Core Training Configuration Workflow

Integrate prediction algorithm X into the infrastructure (personally I don’t mind which, but Michele’s suggestion of 1 supervised and 1 unsupervised is good)
The training time range to be used will be from 00:00:00 UT on 14-Sep-2012 (start of SHARP NRT data availability) to 23:59:59 UT on 31-Dec-2015
1. Concern was raised previously about number of features for training, so a large training time range seems to be preferred
2. This allows for the testing time range to be from 00:00:00 UT on 1-Jan-2016 to <most recently processed time stamp>, but this will be performed under WP5
Run integrated prediction algorithm with the following training configuration settings:
1. Use only 00:00 UT time stamps (to avoid SDO 24-hr periodic orbital effects)
2. 24-hr forecast window
3. 0-hr latency
4. create separate training configuration files for flaring levels of:
  1. C-class only (i.e., >= C1.0 and < M1.0)
  2. M-class only (i.e., >= M1.0 and < X1.0)
  3. X-class only (i.e., >= X1.0)
  4. Above M-class (i.e., >= M1.0)
  5. Above C-class (i.e., >= C1.0)
Run all 5 training configuration parameter files
Write variables of all 5 trained prediction models into Prediction Configuration DB
1. Personally, I’m not sure if separate entries or a grouped JSON entry is better
Integrate next prediction algorithm and repeat steps 2–5
Prediction DB can be filled for each integrated prediction algorithm by launching all 5x trained prediction models for that algorithm on the chosen testing time range
1. NOTE: the SDO/HMI image alignment bug from 13-Apr-2016 onwards will limit the availability of properties to make predictions from, until the replacement HMI data are available (UPSud is monitoring and downloading when available)
Broader WP5 validation can be explored by choosing different durations of forecast window and repeating steps 2–5 and 7 for all integrated prediction algorithms

File name for trained model:

In order to save the trained model with a name decided by the user, it is sufficient to write it in the configuration json file in the field "description": SHAUN: I think that we need to make this as human understandable as possible since there will be a lot of similarly trained models for each algorithm (e.g., "algorithm_abovec_24_0_00_Br_all" for system trained for flares above C1.0 over 24-hr windows at 0-hr latency issued from 00:00UT SHARPs using Br properties that correspond to all available). This would lead to the following list of configurations for a single algorithm using Br data:

algorithm_cclass_24_0_00_Br_all

algorithm_mclass_24_0_00_Br_all

algorithm_xclass_24_0_00_Br_all

algorithm_abovem_24_0_00_Br_all

algorithm_abovec_24_0_00_Br_all

and the same algorithm using Blos data:

algorithm_cclass_24_0_00_Blos_all

algorithm_mclass_24_0_00_Blos_all

algorithm_xclass_24_0_00_Blos_all

algorithm_abovem_24_0_00_Blos_all

algorithm_abovec_24_0_00_Blos_all

There is no explicit reason why we should use all properties, so another set of configuration files should be prepared and run for a reduced "optimized"/"feature selected" property set.

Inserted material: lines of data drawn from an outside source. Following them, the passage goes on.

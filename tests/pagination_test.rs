//! Integration tests for page estimation.

use coursekit::{
    paginate, render, structure_text_with_options, BlockHeights, ContentBlock, Coursekit,
    JsonFormat, PageNumber, PaginationEstimator, PaginationOptions, StructureOptions,
    StructuredDocument, TocEntry,
};

fn structure(text: &str) -> StructuredDocument {
    structure_text_with_options(text, StructureOptions::new().with_auto_images(false))
}

fn lesson(chapters: usize, paragraphs_per_chapter: usize) -> String {
    let mut lines = vec!["Skin Care Basics".to_string()];
    for c in 1..=chapters {
        lines.push(format!("Chapter {} Topic", c));
        lines.push(format!("{}.1 Overview", c));
        for p in 0..paragraphs_per_chapter {
            lines.push(format!(
                "Paragraph {} of chapter {} describes a step in the routine.",
                p, c
            ));
        }
    }
    lines.join("\n")
}

#[test]
fn test_pages_are_monotonic() {
    let doc = paginate(structure(&lesson(4, 30)), &PaginationOptions::default());

    assert_eq!(doc.pages.len(), doc.content.len());
    for pair in doc.pages.windows(2) {
        assert!(pair[0] <= pair[1]);
    }
}

#[test]
fn test_chapters_start_new_pages() {
    let doc = paginate(structure(&lesson(3, 2)), &PaginationOptions::default());

    for (index, (block, page)) in doc.blocks_with_pages().enumerate() {
        if block.is_chapter() && index > 0 {
            assert!(page > doc.page_of(index - 1), "chapter at {} did not break", index);
        }
    }
    assert_eq!(doc.page_count(), 4);
}

#[test]
fn test_forced_break_after_short_chapter() {
    let mut doc = StructuredDocument::new("T");
    doc.push_block(ContentBlock::chapter("Chapter 1"));
    doc.push_block(ContentBlock::paragraph("One short paragraph."));
    doc.push_block(ContentBlock::chapter("Chapter 2"));

    let doc = paginate(doc, &PaginationOptions::default());
    assert_eq!(doc.pages, vec![1, 1, 2]);
}

#[test]
fn test_toc_pages_follow_blocks() {
    let doc = paginate(structure(&lesson(2, 20)), &PaginationOptions::default());

    for entry in &doc.toc {
        let index = doc
            .content
            .iter()
            .position(|b| b.text() == Some(entry.text.as_str()))
            .unwrap();
        assert_eq!(entry.page(), doc.page_of(index));
    }
}

#[test]
fn test_unmatched_toc_entry_is_unknown() {
    let mut doc = structure("Course\nChapter 1 Basics\nBody text.");
    doc.add_toc_entry(TocEntry::section("Appendix", Some(3)));

    let doc = paginate(doc, &PaginationOptions::default());
    assert_eq!(doc.toc[0].page_number, Some(PageNumber::Page(2)));
    assert_eq!(doc.toc[1].page_number, Some(PageNumber::Unknown));
}

#[test]
fn test_start_page_offsets_everything() {
    let options = PaginationOptions::letter().with_start_page(10);
    let doc = paginate(structure("Course\nChapter 1 Basics\nBody text."), &options);

    assert_eq!(doc.pages, vec![10, 11, 11]);
    assert_eq!(doc.toc[0].page(), Some(11));
}

#[test]
fn test_custom_heights_change_breaks() {
    let heights = BlockHeights {
        paragraph: 500.0,
        ..Default::default()
    };
    let options = PaginationOptions::new().with_heights(heights);
    let doc = structure("Course intro paragraph.\nSecond paragraph here.\nThird paragraph here.");

    let pages = PaginationEstimator::with_options(options).estimate(&doc.content);
    assert_eq!(pages, vec![1, 2, 3]);
}

#[test]
fn test_json_includes_pages() {
    let result = Coursekit::new()
        .with_auto_images(false)
        .process("Course\nChapter 1 Basics\nBody text.")
        .unwrap();
    let json = result.to_json(JsonFormat::Compact).unwrap();

    assert!(json.contains(r#""pages":[1,2,2]"#));
    assert!(json.contains(r#""pageNumber":2"#));

    let back = render::from_json(&json).unwrap();
    assert_eq!(&back, result.document());
}

#[test]
fn test_unknown_page_in_json() {
    let mut doc = StructuredDocument::new("T");
    doc.push_block(ContentBlock::paragraph("text"));
    doc.add_toc_entry(TocEntry::chapter("Missing", None));

    let doc = paginate(doc, &PaginationOptions::default());
    let json = render::to_json(&doc, JsonFormat::Compact).unwrap();
    assert!(json.contains(r#""pageNumber":"unknown""#));
    assert_eq!(render::to_outline(&doc), "Missing ... ?");
}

NOTE: there may be no point doing X-class, given the rarity of their occurrence in the training time period.

"algorithm":{ "phase": "training", <--- do not touch
"config_name": "HybridLasso", <--- do not touch
"description": "HybridLasso_test", <---- HERE
"HybridLasso": true, <--- do not touch

In the prediction step, the name that was used in the training phase needs to be reported in the configuration json file, this time in the "config_name" field :

"algorithm": {
"phase": "execution", <--- do not touch
"config_name": "HybridLasso_test", <---- HERE
"description": "HybridLasso"
}

The writing of the trained model is working locally, let see if other fixings are needed once we run them on the cluster.

Example Configuration JSON

In this page we summarize the set of parameters for training the model.

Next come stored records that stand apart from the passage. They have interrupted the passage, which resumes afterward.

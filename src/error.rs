//! Error types for coursekit.
//!
//! Structuring and pagination never fail; errors only arise at the
//! boundaries (reading input, decoding bytes, loading options, rendering).

use std::io;
use thiserror::Error;

/// Result type alias for coursekit operations.
pub type Result<T> = std::result::Result<T, Error>;

/// Error types that can occur around the structuring core.
#[derive(Error, Debug)]
pub enum Error {
    /// I/O error when reading or writing files.
    #[error("I/O error: {0}")]
    Io(#[from] io::Error),

    /// Input bytes are not valid UTF-8 text.
    #[error("Encoding error: {0}")]
    Encoding(String),

    /// Options are inconsistent (e.g. margins larger than the page).
    #[error("Invalid configuration: {0}")]
    InvalidConfig(String),

    /// Error during rendering (JSON).
    #[error("Rendering error: {0}")]
    Render(String),
}

impl From<serde_json::Error> for Error {
    fn from(err: serde_json::Error) -> Self {
        Error::InvalidConfig(err.to_string())
    }
}

impl From<std::string::FromUtf8Error> for Error {
    fn from(err: std::string::FromUtf8Error) -> Self {
        Error::Encoding(err.to_string())
    }
}
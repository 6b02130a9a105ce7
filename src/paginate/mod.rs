//! Print page estimation.
//!
//! The estimator is a best-effort navigation hint, not a typesetter: it
//! replaces the coarse line-count pages stamped during structuring with a
//! height-based simulation and synchronizes the table of contents.

mod estimator;
mod options;

pub use estimator::PaginationEstimator;
pub use options::{BlockHeights, PaginationOptions};
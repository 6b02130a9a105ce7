//! Content block types.

use serde::{Deserialize, Serialize};

use super::TableBlock;

/// One classified unit of a structured document.
///
/// The variant set is closed: every consumer matches exhaustively, so adding
/// a kind is a compile-time visible change.
#[derive(Debug, Clone, PartialEq, Eq, Serialize, Deserialize)]
#[serde(tag = "type", rename_all = "lowercase")]
pub enum ContentBlock {
    /// Level 1 heading
    Chapter {
        /// Heading text
        text: String,
    },

    /// Level 2 heading
    Section {
        /// Heading text
        text: String,
    },

    /// Level 3 heading
    SubSection {
        /// Heading text
        text: String,
    },

    /// Level 4 heading
    SubSubSection {
        /// Heading text
        text: String,
    },

    /// Body text (the fallback kind)
    Paragraph {
        /// Paragraph text
        text: String,
    },

    /// Highlighted tip or key idea
    Keypoint {
        /// Callout text with its marker stripped
        text: String,
    },

    /// Highlighted caution
    Warning {
        /// Callout text with its marker stripped
        text: String,
    },

    /// A term and its explanation
    Definition {
        /// The defined term
        term: String,
        /// The explanation
        definition: String,
    },

    /// A table
    Table(TableBlock),

    /// An image placeholder or reference
    Image {
        /// Image identifier
        id: String,
        /// Caption / description
        description: String,
        /// Whether the image was suggested heuristically rather than marked
        auto: bool,
    },
}

impl ContentBlock {
    /// Create a chapter block.
    pub fn chapter(text: impl Into<String>) -> Self {
        ContentBlock::Chapter { text: text.into() }
    }

    /// Create a section block.
    pub fn section(text: impl Into<String>) -> Self {
        ContentBlock::Section { text: text.into() }
    }

    /// Create a paragraph block.
    pub fn paragraph(text: impl Into<String>) -> Self {
        ContentBlock::Paragraph { text: text.into() }
    }

    /// Short lowercase name of the block kind (matches the serialized tag).
    pub fn kind(&self) -> &'static str {
        match self {
            ContentBlock::Chapter { .. } => "chapter",
            ContentBlock::Section { .. } => "section",
            ContentBlock::SubSection { .. } => "subsection",
            ContentBlock::SubSubSection { .. } => "subsubsection",
            ContentBlock::Paragraph { .. } => "paragraph",
            ContentBlock::Keypoint { .. } => "keypoint",
            ContentBlock::Warning { .. } => "warning",
            ContentBlock::Definition { .. } => "definition",
            ContentBlock::Table(_) => "table",
            ContentBlock::Image { .. } => "image",
        }
    }

    /// The primary text of the block, if it has one.
    ///
    /// Definitions expose their term; tables and images have no text.
    pub fn text(&self) -> Option<&str> {
        match self {
            ContentBlock::Chapter { text }
            | ContentBlock::Section { text }
            | ContentBlock::SubSection { text }
            | ContentBlock::SubSubSection { text }
            | ContentBlock::Paragraph { text }
            | ContentBlock::Keypoint { text }
            | ContentBlock::Warning { text } => Some(text),
            ContentBlock::Definition { term, .. } => Some(term),
            ContentBlock::Table(_) | ContentBlock::Image { .. } => None,
        }
    }

    /// Heading level (1-4) for heading blocks.
    pub fn heading_level(&self) -> Option<u8> {
        match self {
            ContentBlock::Chapter { .. } => Some(1),
            ContentBlock::Section { .. } => Some(2),
            ContentBlock::SubSection { .. } => Some(3),
            ContentBlock::SubSubSection { .. } => Some(4),
            _ => None,
        }
    }

    /// Check if this block is a chapter.
    pub fn is_chapter(&self) -> bool {
        matches!(self, ContentBlock::Chapter { .. })
    }

    /// Check if this block is a paragraph.
    pub fn is_paragraph(&self) -> bool {
        matches!(self, ContentBlock::Paragraph { .. })
    }

    /// Check if this block is a table.
    pub fn is_table(&self) -> bool {
        matches!(self, ContentBlock::Table(_))
    }

    /// Check if this block is a heuristically suggested image.
    pub fn is_auto_image(&self) -> bool {
        matches!(self, ContentBlock::Image { auto: true, .. })
    }
}

#[cfg(test)]
mod tests {
    use super::*;

    #[test]
    fn test_block_text_and_level() {
        let chapter = ContentBlock::chapter("Chapter 1");
        assert_eq!(chapter.text(), Some("Chapter 1"));
        assert_eq!(chapter.heading_level(), Some(1));
        assert!(chapter.is_chapter());

        let def = ContentBlock::Definition {
            term: "ODT".to_string(),
            definition: "Occlusive dressing".to_string(),
        };
        assert_eq!(def.text(), Some("ODT"));
        assert_eq!(def.heading_level(), None);
    }

    #[test]
    fn test_block_serialization_tag() {
        let json = serde_json::to_string(&ContentBlock::paragraph("Hello")).unwrap();
        assert_eq!(json, r#"{"type":"paragraph","text":"Hello"}"#);

        let json = serde_json::to_string(&ContentBlock::SubSubSection {
            text: "1.1.1 Deep".to_string(),
        })
        .unwrap();
        assert!(json.contains(r#""type":"subsubsection""#));
    }

    #[test]
    fn test_image_flags() {
        let img = ContentBlock::Image {
            id: "img_1".to_string(),
            description: String::new(),
            auto: true,
        };
        assert!(img.is_auto_image());
        assert_eq!(img.kind(), "image");
        assert_eq!(img.text(), None);
    }
}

Please update/change whatever is needed.

dataset": { "cadence":"24h",

                      "name":"production_02",

            "type": {"point-in-time": true,

                  "longitudinal": false

                  "time-series": false

},

            "time_interval": {"start_time": "2012-09-01T00:00:00Z",

                              "end_time": "2015-12-31T00:00:00Z"

},

"labels":{"flare_index":false,

              "imminence":false,

              "n_flare":false,

              "flaring":true,

              "flaring_ptime":false,

              "largest_flare":false,

              "duration_flare":false,

              "flaring_etime":false,

              "flaring_stime":false,

              "first_flare_class":false

},


SHAUN: Question to Marco/Dario - Does the following 'flare' structure need to be separate from the 'dataset' structure?
"flare":{"class":1,       <-- flare_class = {'A': 0.01, 'B': 0.1, 'C': 1, 'M': 10, 'X': 100} is this conversion table ok?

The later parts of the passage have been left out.